I'm not a steam user, and so i have negligible firsthand knowledge of the program or how it works. My impression is that of all the similar sorts of services they could have picked for civ 5, steam is the least problematic, and adds the most value to the game. But its not without its problems.
First of all, my understanding is the game will require 1) a steam account and 2) an internet connection at least once to install. Don't give me crap about how its 2010 and everyone should have internet access. Obviously I do in some form if I'm posting on this forum. But by requiring steam, a game company adds an additional point of failure to the game. One that civilization shouldn't require. As a single player game, there is no reason it shouldn't work out of the box. I guess for the first time that won't be true for civ 5.
As far as a steam account goes, I don't have one. Likely it takes minimal effort to get one, and they won't do anything malicious with the data they require to create an account. But that's only likely, I am paranoid about that sort of thing. Even if you disregard it, creating accounts becomes a major inconvenience if every new game i buy requires a new unique account with a third party to install.
As i said above i don't use steam, so I don't know how well offline mode works, or what kind of hoops you have to jump though. Some people report problems with updates + bad internet locking them out of games. I'm worried about that and similar problems steam may introduce.

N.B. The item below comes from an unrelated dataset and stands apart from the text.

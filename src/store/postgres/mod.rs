mod client;
mod ops;

pub use client::PostgresStore;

The biggest problem, and please correct me if I'm wrong on this, but valve asserts it has the right to close your steam account at any time, for any reason, or no reason, without appeal. Almost every game i own came with comes with some <expletive> eula that purports i don't own it, but only a license to use it at $company1's pleasure. Its a paper tiger because $company1 generally has no way of knowing or doing anything much about how i use the product. (i don't buy games with forced updates/drm that would make that untrue) With steam integration this isn't true, and that is a MAJOR lost of rights for anyone who buys a steam product. Unless there is some easy way to make civ V run w/o a steam account, valve, and perhaps 2k as well, will be able to steal my copy of civ 5 (presuming i do buy the game) anytime they feel like it, or modify how it works in any arbitrary fashion. Valve may be an awesome company who farts bunnies and unicorns right now, i have no way of knowing. It doesn't matter, they shouldn't have the power to take products i own, especially those i haven't even bought from them. There's also the question of resale rights, which is only a question of principle to me, given i'm yet to resale anything i've bought.I can't imagine why i would want to get rid of civ 5. like ever
Still principles matter more than entertainment.
Its possible at least in theory that valve's eula and tos or the like give their customers some actual rights, but i would be shocked to learn that's true. If I'm mistaken as to their general bad faith dealing with customers, please post the relevant excerpts, and a link to the full text if such is available online somewhere.